So my husband and I have been playing a game that I will call "Hide the Poo." Its not nearly as disgusting as it sounds, but it is probably more immature than either of us would like to think about. He got this little plastic piece of poo from one of his work friends as part of their Christmas card. Don't ask. These are the kind of work friends he has.
So one day, I happened to be a little irritated with him for some reason - I don't remember why. I have a feeling it had to with him never putting away his laundry and/or leaving his giant size twelves on our bedroom floor. I mean, two of his shoes cover like half of the available floor space in our small ass room. And the hall closet where we keep our shoes is no more than 3 feet from where he leaves them...but I digress. Its also possible we had bickered before he left for work. Who knows. Anyway, after he leaves for work, I'm in our room tidying up, feeling pissed, when I find the piece of poo hidden in my book. And it totally makes me smile and remember once again why I love him. And I proceed to hide the poo on top of his toothbrush in the medicine cabinet.
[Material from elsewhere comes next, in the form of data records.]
//! User-facing identity routes.

use actix_web::web;
use serde::{Deserialize, Serialize};

use crate::db::txn::with_txn;
use crate::error::AppError;
use crate::extractors::auth_token::AuthToken;
use crate::services::users as users_service;
use crate::state::app_state::AppState;

#[derive(Deserialize)]
struct UserCreateRequest {
    user_name: String,
    leader_card_id: i32,
}

#[derive(Serialize)]
struct UserCreateResponse {
    user_token: String,
}

#[derive(Serialize)]
struct UserResponse {
    id: i64,
    name: String,
    leader_card_id: i32,
}

#[derive(Serialize)]
struct Empty {}

/// POST /api/user/create
async fn user_create(
    state: web::Data<AppState>,
    req: web::Json<UserCreateRequest>,
) -> Result<web::Json<UserCreateResponse>, AppError> {
    let body = req.into_inner();

    let user_token = with_txn(&state, move |txn| {
        Box::pin(async move {
            users_service::register_user(txn, &body.user_name, body.leader_card_id).await
        })
    })
    .await?;

    Ok(web::Json(UserCreateResponse { user_token }))
}

/// GET /api/user/me
async fn user_me(
    state: web::Data<AppState>,
    auth: AuthToken,
) -> Result<web::Json<UserResponse>, AppError> {
    let user = with_txn(&state, move |txn| {
        Box::pin(async move { users_service::require_user(txn, &auth.token).await })
    })
    .await?;

    Ok(web::Json(UserResponse {
        id: user.id,
        name: user.name,
        leader_card_id: user.leader_card_id,
    }))
}

/// POST /api/user/update
async fn user_update(
    state: web::Data<AppState>,
    auth: AuthToken,
    req: web::Json<UserCreateRequest>,
) -> Result<web::Json<Empty>, AppError> {
    let body = req.into_inner();

    with_txn(&state, move |txn| {
        Box::pin(async move {
            users_service::update_profile(txn, &auth.token, &body.user_name, body.leader_card_id)
                .await
        })
    })
    .await?;

    Ok(web::Json(Empty {}))
}

pub fn configure_routes(cfg: &mut web::ServiceConfig) {
    cfg.route("/create", web::post().to(user_create))
        .route("/me", web::get().to(user_me))
        .route("/update", web::post().to(user_update));
}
And the poo has gone back and forth several times since - my underwear drawer, on top of his cell phone. It hadn't moved for about two weeks because the last spot I put it in was inside HIS book. Unbeknownst to me, he was already done reading it so he didn't even notice it until I asked him if I could borrow the book when he was done. In fact, I had forgotten I had even put it there because I get dumber by the minute and can't remember anything that I don't write down. After he left for work this evening, I go out to change a load of laundry and its in the door handle of the dryer. It scared the shit out of me (pun intended). Well played G$, well played. I have now put the poo in a GREAT spot (which I will not write because he might read this).
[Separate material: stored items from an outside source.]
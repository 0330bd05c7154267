//! SeaORM adapter for the room repository - generic over ConnectionTrait.

use sea_orm::sea_query::Expr;
use sea_orm::{
    ActiveModelTrait, ColumnTrait, ConnectionTrait, EntityTrait, NotSet, QueryFilter, Set,
};

use crate::entities::rooms;

pub async fn create_room<C: ConnectionTrait + Send + Sync>(
    conn: &C,
    live_id: i64,
) -> Result<rooms::Model, sea_orm::DbErr> {
    let now = time::OffsetDateTime::now_utc();
    let room_active = rooms::ActiveModel {
        id: NotSet,
        live_id: Set(live_id),
        started: Set(false),
        version: Set(0),
        created_at: Set(now),
        updated_at: Set(now),
    };
    room_active.insert(conn).await
}

pub async fn find_by_id<C: ConnectionTrait + Send + Sync>(
    conn: &C,
    room_id: i64,
) -> Result<Option<rooms::Model>, sea_orm::DbErr> {
    rooms::Entity::find_by_id(room_id).one(conn).await
}

/// Find room by ID or return a structured not-found error.
pub async fn require_room<C: ConnectionTrait + Send + Sync>(
    conn: &C,
    room_id: i64,
) -> Result<rooms::Model, sea_orm::DbErr> {
    find_by_id(conn, room_id)
        .await?
        .ok_or_else(|| sea_orm::DbErr::Custom(format!("ROOM_NOT_FOUND:{room_id}")))
}

/// Rooms that have not started yet. `live_id == None` means all songs.
/// Capacity filtering happens in the repos layer where member counts live.
pub async fn find_open<C: ConnectionTrait + Send + Sync>(
    conn: &C,
    live_id: Option<i64>,
) -> Result<Vec<rooms::Model>, sea_orm::DbErr> {
    let mut query = rooms::Entity::find().filter(rooms::Column::Started.eq(false));
    if let Some(live_id) = live_id {
        query = query.filter(rooms::Column::LiveId.eq(live_id));
    }
    query.all(conn).await
}

pub async fn set_started<C: ConnectionTrait + Send + Sync>(
    conn: &C,
    room_id: i64,
) -> Result<(), sea_orm::DbErr> {
    rooms::Entity::update_many()
        .col_expr(rooms::Column::Started, Expr::val(true).into())
        .col_expr(
            rooms::Column::UpdatedAt,
            Expr::val(time::OffsetDateTime::now_utc()).into(),
        )
        .filter(rooms::Column::Id.eq(room_id))
        .exec(conn)
        .await?;
    Ok(())
}

pub async fn delete_room<C: ConnectionTrait + Send + Sync>(
    conn: &C,
    room_id: i64,
) -> Result<(), sea_orm::DbErr> {
    rooms::Entity::delete_many()
        .filter(rooms::Column::Id.eq(room_id))
        .exec(conn)
        .await?;
    Ok(())
}

/// Bump the room version with an optimistic-lock check, then refetch.
///
/// Filters on id and the caller's expected version; `rows_affected == 0`
/// distinguishes NotFound from a lock conflict. Mutating room operations
/// call this last so concurrent transactions on the same room serialize.
pub async fn touch_room<C: ConnectionTrait + Send + Sync>(
    conn: &C,
    room_id: i64,
    expected_version: i32,
) -> Result<rooms::Model, sea_orm::DbErr> {
    let now = time::OffsetDateTime::now_utc();

    let result = rooms::Entity::update_many()
        .col_expr(rooms::Column::UpdatedAt, Expr::val(now).into())
        .col_expr(
            rooms::Column::Version,
            Expr::col(rooms::Column::Version).add(1),
        )
        .filter(rooms::Column::Id.eq(room_id))
        .filter(rooms::Column::Version.eq(expected_version))
        .exec(conn)
        .await?;

    if result.rows_affected == 0 {
        // Either the room doesn't exist or the version doesn't match.
        let room = rooms::Entity::find_by_id(room_id).one(conn).await?;
        if let Some(room) = room {
            let payload = format!(
                "OPTIMISTIC_LOCK:{{\"expected\":{},\"actual\":{}}}",
                expected_version, room.version
            );
            return Err(sea_orm::DbErr::Custom(payload));
        } else {
            return Err(sea_orm::DbErr::Custom(format!("ROOM_NOT_FOUND:{room_id}")));
        }
    }

    rooms::Entity::find_by_id(room_id)
        .one(conn)
        .await?
        .ok_or_else(|| sea_orm::DbErr::Custom(format!("ROOM_NOT_FOUND:{room_id}")))
}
So what's the big deal with this stupid plastic poo and the hiding it game? Because its funny. And stupid. Its the kind of thing we would have done to each other when we first started dating. Back when we made each other laugh nonstop. Before "for better or for WORSE" (and the worse came quick for us dammit). Before we became parents who are totally wrapped up and in love with their son, which is wonderful but also makes for A LOT less time for us to love on each other. Before G$ became our sole provider and some weeks works so many hours we hardly even see each other. Before I became a stay at home mom who gets crabby when her husband comes home from work and messes up the house she tried to clean and keep tidy all day.
We get so few moments that are for just US or about just US. And I'm not complaining. The reason for that is our son and the choices we have made about me staying at home. I wouldn't change the way things are for the world. But I can see now how parents can lose themselves and how staying connected gets harder or things get stale or whatever. Being "Mom" and "Dad" eat up so much of the pie graph of who you are that "Wife" and "Husband" can get the shaft. I don't think we're THERE, I don't think our relationship is in any trouble, but I can SEE how it happens to people.
"Hide the Poo" is OURS. Not that anybody else would want it..... but its a stupid little thing WE do. Even if it only takes 30 seconds to find a good hiding spot, that was 30 seconds we spent trying to make the other person laugh.
What kept things fresh? Kept us laughing? What kept us out of marriage counseling? A plastic piece of poo. Awesome.